It is important to note that although FIG. 2 describes a device with three layers, where first, second, third, and fourth interconnects (i.e. 206/208, 224, 220 and 222) may comprise a first metal layer, the sixth interconnect 270 may comprise a second metal layer, and the eighth interconnect 276 may comprise a third metal layer, this disclosure is not so limited. Moreover, although FIG. 2 describes a device with two dielectric layers (e.g., first dielectric layer 202 and second dielectric layer 272), this disclosure is not so limited. For example, this disclosure also includes an aspect where the substrate 200 has only a first dielectric layer (e.g., 202) and a first metal layer (e.g., 206/208, 224, 222). This disclosure also includes an aspect similar to what is shown in FIG. 2 but where the substrate 200 has additional stacks of dielectric layers and metal layers.

Exemplary Substrate Comprising Embedded Interconnects of Different Sizes and Shapes

FIG. 2 illustrates a first portion 206 and second portion 208 as having different sizes. FIG. 2 illustrates a first portion width (of the first portion 206, e.g., width of first face 206A, or second face 206B) that is less than the second portion width (of the second portion 208, e.g., width of third face 208A or fourth face 208B). Such a design implementation of fabricating first portion 206 with a smaller width than the second portion 208 may have some benefits since the smaller first portion 206 can more easily be aligned over second portion 208. However, the disclosure need not be so limited. In another aspect, the first portion width (of the first portion 206) is greater than or equal to the second portion width (of the second portion 208). Moreover, the embedded interconnects including first interconnect 204, second interconnect 224, third interconnect 220, and fourth interconnect 222 may have different sizes (i.e. widths) from each other. In one aspect, the third interconnect 220 may have a smaller width than the first interconnect 204, and the first interconnect 204 may have a larger thickness than the third interconnect 220.

In another aspect, first portion 206 may have a first portion shape, and the second portion 208 may have a second portion shape. FIG. 2 shows the first portion shape and the second portion shape (of 206 and 208 respectively) are different from each other. However, the shapes shown in FIG. 2 of first portion 206 and second portion 208 need not be so limited. The first portion shape and second portion shape (of 206 and 208 respectively) may be the same. In another aspect, the first portion shape and second portion shape (of 206 and 208 respectively) may be different than what is shown in FIG. 2. For example, the first portion 206 and, or the second portion 208 may have sidewalls that are more rounded or circular. Alternatively one of the first portion shape or second portion shape may be rounded while the remaining first portion 206 or second portion 208 may not be rounded (i.e. more angular).
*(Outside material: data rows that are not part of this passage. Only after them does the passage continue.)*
impl DbBackend for RedisBackend {
    fn is_connected(&self) -> Result<bool> {
        for shard in &self.shards {
            if !shard.ping()? {
                return Ok(false);
            }
        }
        Ok(true)
    }

    fn close(&self) {
        for shard in &self.shards {
            shard.close();
        }
    }

    fn describe(&self) -> String {
        let endpoints: Vec<String> = self.shards.iter().map(|s| s.endpoint.to_string()).collect();
        format!("redis backend [{}]", endpoints.join(", "))
    }

    // =========================================================================
    // Point Operations
    // =========================================================================

    fn set(&self, ns: &str, data: &HashMap<String, Vec<u8>>) -> Result<()> {
        tracing::debug!(ns, keys = data.len(), "set");
        let mut cmd = redis::cmd("MSET");
        for (key, value) in data {
            cmd.arg(keyspace::ns_key(ns, key)).arg(value);
        }
        let mut conn = self.shard(ns).conn()?;
        cmd.query::<()>(&mut *conn)?;
        Ok(())
    }

    fn set_if(&self, ns: &str, key: &str, old_data: &[u8], new_data: &[u8]) -> Result<bool> {
        tracing::debug!(ns, key, "set_if");
        let mut conn = self.shard(ns).conn()?;
        let done: i64 = self
            .scripts
            .set_if
            .key(keyspace::ns_key(ns, key))
            .arg(new_data)
            .arg(old_data)
            .invoke(&mut *conn)?;
        Ok(done == 1)
    }

    fn set_if_not_exists(&self, ns: &str, key: &str, data: &[u8]) -> Result<bool> {
        tracing::debug!(ns, key, "set_if_not_exists");
        let mut conn = self.shard(ns).conn()?;
        let done: bool = redis::cmd("SETNX")
            .arg(keyspace::ns_key(ns, key))
            .arg(data)
            .query(&mut *conn)?;
        Ok(done)
    }

    fn get(&self, ns: &str, keys: &[String]) -> Result<HashMap<String, Vec<u8>>> {
        tracing::debug!(ns, keys = keys.len(), "get");
        let mut conn = self.shard(ns).conn()?;
        let values: Vec<Option<Vec<u8>>> = redis::cmd("MGET")
            .arg(keyspace::ns_keys(ns, keys))
            .query(&mut *conn)?;
        Ok(keys
            .iter()
            .zip(values)
            .filter_map(|(key, value)| value.map(|v| (key.clone(), v)))
            .collect())
    }

    fn find_keys(&self, ns: &str, pattern: &str) -> Result<Vec<String>> {
        tracing::debug!(ns, pattern, "find_keys");
        self.scan(ns, pattern)?
            .iter()
            .map(|wire| keyspace::strip_ns(ns, wire).map(str::to_string))
            .collect()
    }

    fn find_and_get(&self, ns: &str, pattern: &str) -> Result<HashMap<String, Vec<u8>>> {
        tracing::debug!(ns, pattern, "find_and_get");
        let wires = self.scan(ns, pattern)?;
        if wires.is_empty() {
            return Ok(HashMap::new());
        }
        let mut conn = self.shard(ns).conn()?;
        let values: Vec<Option<Vec<u8>>> = redis::cmd("MGET").arg(&wires).query(&mut *conn)?;

        let mut found = HashMap::with_capacity(wires.len());
        for (wire, value) in wires.iter().zip(values) {
            // removed between scan and read
            if let Some(value) = value {
                found.insert(keyspace::strip_ns(ns, wire)?.to_string(), value);
            }
        }
        Ok(found)
    }

    fn remove(&self, ns: &str, keys: &[String]) -> Result<()> {
        tracing::debug!(ns, keys = keys.len(), "remove");
        let mut conn = self.shard(ns).conn()?;
        redis::cmd("DEL")
            .arg(keyspace::ns_keys(ns, keys))
            .query::<()>(&mut *conn)?;
        Ok(())
    }

    fn remove_if(&self, ns: &str, key: &str, data: &[u8]) -> Result<bool> {
        tracing::debug!(ns, key, "remove_if");
        let mut conn = self.shard(ns).conn()?;
        let done: i64 = self
            .scripts
            .remove_if
            .key(keyspace::ns_key(ns, key))
            .arg(data)
            .invoke(&mut *conn)?;
        Ok(done == 1)
    }

    // =========================================================================
    // Group Operations
    // =========================================================================

    fn add_member(&self, ns: &str, group: &str, members: &HashSet<Vec<u8>>) -> Result<()> {
        tracing::debug!(ns, group, members = members.len(), "add_member");
        let mut cmd = redis::cmd("SADD");
        cmd.arg(keyspace::ns_key(ns, group));
        for member in members {
            cmd.arg(member);
        }
        let mut conn = self.shard(ns).conn()?;
        cmd.query::<()>(&mut *conn)?;
        Ok(())
    }

    fn remove_member(&self, ns: &str, group: &str, members: &HashSet<Vec<u8>>) -> Result<()> {
        tracing::debug!(ns, group, members = members.len(), "remove_member");
        let mut cmd = redis::cmd("SREM");
        cmd.arg(keyspace::ns_key(ns, group));
        for member in members {
            cmd.arg(member);
        }
        let mut conn = self.shard(ns).conn()?;
        cmd.query::<()>(&mut *conn)?;
        Ok(())
    }

    fn remove_group(&self, ns: &str, group: &str) -> Result<()> {
        tracing::debug!(ns, group, "remove_group");
        let mut conn = self.shard(ns).conn()?;
        redis::cmd("DEL")
            .arg(keyspace::ns_key(ns, group))
            .query::<()>(&mut *conn)?;
        Ok(())
    }

    fn get_members(&self, ns: &str, group: &str) -> Result<HashSet<Vec<u8>>> {
        let mut conn = self.shard(ns).conn()?;
        let members: HashSet<Vec<u8>> = redis::cmd("SMEMBERS")
            .arg(keyspace::ns_key(ns, group))
            .query(&mut *conn)?;
        Ok(members)
    }

    fn is_member(&self, ns: &str, group: &str, member: &[u8]) -> Result<bool> {
        let mut conn = self.shard(ns).conn()?;
        let found: bool = redis::cmd("SISMEMBER")
            .arg(keyspace::ns_key(ns, group))
            .arg(member)
            .query(&mut *conn)?;
        Ok(found)
    }

    fn group_size(&self, ns: &str, group: &str) -> Result<usize> {
        let mut conn = self.shard(ns).conn()?;
        let size: usize = redis::cmd("SCARD")
            .arg(keyspace::ns_key(ns, group))
            .query(&mut *conn)?;
        Ok(size)
    }

    // =========================================================================
    // Write + Publish
    // =========================================================================

    fn set_and_publish(
        &self,
        ns: &str,
        channels_and_events: &ChannelsAndEvents,
        data: &HashMap<String, Vec<u8>>,
    ) -> Result<()> {
        tracing::debug!(ns, keys = data.len(), channels = channels_and_events.len(), "set_and_publish");
        let prepared = keyspace::prepare_channels(ns, channels_and_events);
        let mut invocation = self.scripts.set_and_publish.prepare_invoke();
        // KEYS and the leading ARGV values stay positionally aligned
        for (key, value) in data {
            invocation.key(keyspace::ns_key(ns, key)).arg(value);
        }
        push_channels(&mut invocation, &prepared);

        let mut conn = self.shard(ns).conn()?;
        invocation.invoke::<i64>(&mut *conn)?;
        Ok(())
    }

    fn set_if_and_publish(
        &self,
        ns: &str,
        channels_and_events: &ChannelsAndEvents,
        key: &str,
        old_data: &[u8],
        new_data: &[u8],
    ) -> Result<bool> {
        tracing::debug!(ns, key, "set_if_and_publish");
        let prepared = keyspace::prepare_channels(ns, channels_and_events);
        let mut invocation = self.scripts.set_if_and_publish.prepare_invoke();
        invocation.key(keyspace::ns_key(ns, key)).arg(new_data).arg(old_data);
        push_channels(&mut invocation, &prepared);

        let mut conn = self.shard(ns).conn()?;
        let done: i64 = invocation.invoke(&mut *conn)?;
        Ok(done == 1)
    }

    fn set_if_not_exists_and_publish(
        &self,
        ns: &str,
        channels_and_events: &ChannelsAndEvents,
        key: &str,
        data: &[u8],
    ) -> Result<bool> {
        tracing::debug!(ns, key, "set_if_not_exists_and_publish");
        let prepared = keyspace::prepare_channels(ns, channels_and_events);
        let mut invocation = self.scripts.set_if_not_exists_and_publish.prepare_invoke();
        invocation.key(keyspace::ns_key(ns, key)).arg(data);
        push_channels(&mut invocation, &prepared);

        let mut conn = self.shard(ns).conn()?;
        let done: i64 = invocation.invoke(&mut *conn)?;
        Ok(done == 1)
    }

    fn remove_and_publish(
        &self,
        ns: &str,
        channels_and_events: &ChannelsAndEvents,
        keys: &[String],
    ) -> Result<()> {
        tracing::debug!(ns, keys = keys.len(), "remove_and_publish");
        let prepared = keyspace::prepare_channels(ns, channels_and_events);
        let mut invocation = self.scripts.remove_and_publish.prepare_invoke();
        for key in keys {
            invocation.key(keyspace::ns_key(ns, key));
        }
        push_channels(&mut invocation, &prepared);

        let mut conn = self.shard(ns).conn()?;
        invocation.invoke::<i64>(&mut *conn)?;
        Ok(())
    }

    fn remove_if_and_publish(
        &self,
        ns: &str,
        channels_and_events: &ChannelsAndEvents,
        key: &str,
        data: &[u8],
    ) -> Result<bool> {
        tracing::debug!(ns, key, "remove_if_and_publish");
        let prepared = keyspace::prepare_channels(ns, channels_and_events);
        let mut invocation = self.scripts.remove_if_and_publish.prepare_invoke();
        invocation.key(keyspace::ns_key(ns, key)).arg(data);
        push_channels(&mut invocation, &prepared);

        let mut conn = self.shard(ns).conn()?;
        let done: i64 = invocation.invoke(&mut *conn)?;
        Ok(done == 1)
    }

    fn remove_all_and_publish(&self, ns: &str, channels_and_events: &ChannelsAndEvents) -> Result<()> {
        tracing::debug!(ns, "remove_all_and_publish");
        let keys = self.find_keys(ns, "*")?;
        self.remove_and_publish(ns, channels_and_events, &keys)
    }

    // =========================================================================
    // Notifications
    // =========================================================================

    fn subscribe_channel(&self, ns: &str, callback: EventCallback, channels: &[String]) -> Result<()> {
        let shard = self.shard(ns);
        let wires = keyspace::ns_keys(ns, channels);
        for (wire, channel) in wires.iter().zip(channels) {
            shard
                .dispatcher
                .register(wire.clone(), channel.clone(), callback.clone());
        }
        if let Err(e) = shard.subscriber.subscribe(&wires) {
            for wire in &wires {
                shard.dispatcher.unregister(wire);
            }
            return Err(e);
        }
        tracing::debug!(ns, channels = channels.len(), "subscribed");
        Ok(())
    }

    fn unsubscribe_channel(&self, ns: &str, channels: &[String]) -> Result<()> {
        let shard = self.shard(ns);
        let wires = keyspace::ns_keys(ns, channels);
        for wire in &wires {
            shard.dispatcher.unregister(wire);
        }
        shard.subscriber.unsubscribe(&wires)?;
        tracing::debug!(ns, channels = channels.len(), "unsubscribed");
        Ok(())
    }

    fn start_event_listener(&self) -> Result<()> {
        let subscriptions: usize = self.shards.iter().map(|s| s.dispatcher.subscription_count()).sum();
        if subscriptions == 0 {
            return Err(SdlError::RejectedByBackend(
                "cannot start event listener without subscribed channels".to_string(),
            ));
        }
        // decide for every shard before starting any
        if let Some(shard) = self.shards.iter().find(|s| s.dispatcher.mode() != DeliveryMode::Idle) {
            return shard.dispatcher.start();
        }
        for shard in &self.shards {
            shard.dispatcher.start()?;
        }
        Ok(())
    }

    fn handle_events(&self) -> Result<Option<Event>> {
        if self.shards.iter().any(|s| s.dispatcher.mode() == DeliveryMode::Managed) {
            return Err(SdlError::RejectedByBackend(
                "event listener already started".to_string(),
            ));
        }
        let count = self.shards.len();
        let start = self.poll_cursor.fetch_add(1, Ordering::Relaxed);
        for offset in 0..count {
            let shard = &self.shards[(start + offset) % count];
            if let Some(event) = shard.dispatcher.poll()? {
                return Ok(Some(event));
            }
        }
        Ok(None)
    }

    // =========================================================================
    // Lock Primitives
    // =========================================================================

    fn lock_acquire(&self, ns: &str, name: &str, token: &str, expiration: Duration) -> Result<bool> {
        let mut conn = self.shard(ns).conn()?;
        let reply: Option<String> = redis::cmd("SET")
            .arg(keyspace::ns_key(ns, name))
            .arg(token)
            .arg("NX")
            .arg("PX")
            .arg(millis(expiration))
            .query(&mut *conn)?;
        Ok(reply.is_some())
    }

    fn lock_release(&self, ns: &str, name: &str, token: &str) -> Result<bool> {
        let mut conn = self.shard(ns).conn()?;
        let done: i64 = self
            .scripts
            .lock_release
            .key(keyspace::ns_key(ns, name))
            .arg(token)
            .invoke(&mut *conn)?;
        Ok(done == 1)
    }

    fn lock_refresh(&self, ns: &str, name: &str, token: &str, expiration: Duration) -> Result<bool> {
        let mut conn = self.shard(ns).conn()?;
        let done: i64 = self
            .scripts
            .lock_refresh
            .key(keyspace::ns_key(ns, name))
            .arg(token)
            .arg(millis(expiration))
            .invoke(&mut *conn)?;
        Ok(done == 1)
    }

    fn lock_validity(&self, ns: &str, name: &str, token: &str) -> Result<Duration> {
        let mut conn = self.shard(ns).conn()?;
        let remaining: i64 = self
            .scripts
            .lock_validity
            .key(keyspace::ns_key(ns, name))
            .arg(token)
            .invoke(&mut *conn)?;
        if remaining < 0 {
            return Err(Self::validity_error(name, remaining));
        }
        Ok(Duration::from_millis(remaining as u64))
    }

    fn lock_holder(&self, ns: &str, name: &str) -> Result<Option<String>> {
        let mut conn = self.shard(ns).conn()?;
        let holder: Option<Vec<u8>> = redis::cmd("GET")
            .arg(keyspace::ns_key(ns, name))
            .query(&mut *conn)?;
        Ok(holder.map(|token| String::from_utf8_lossy(&token).into_owned()))
    }
}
Solder resist 290 may be selectively placed on the substrate 200. The solder resist 290 is configured to prepare the substrate 200 so that later, it can be attached or coupled to another device (e.g., 210 and see discussion for FIG. 5) such as a die, an integrated circuit, a substrate, or another package as examples. The solder resist 290 protects areas of the substrate 200 from solder on the device to be attached.

Exemplary Sequence for Manufacturing a Substrate that Includes Embedded Interconnects

In some implementations, manufacturing a substrate that includes embedded interconnects includes several processes. FIG. 3 (which includes FIGS. 3A-3J) illustrates an exemplary sequence for manufacturing a substrate that includes embedded interconnects. In some implementations, the sequence of FIGS. 3A-3L may be used to manufacture the substrate of FIG. 2 and/or other substrates described in the present disclosure. FIG. 3A-3J will now be described in the context of manufacturing the substrate that includes embedded interconnects of FIG. 2.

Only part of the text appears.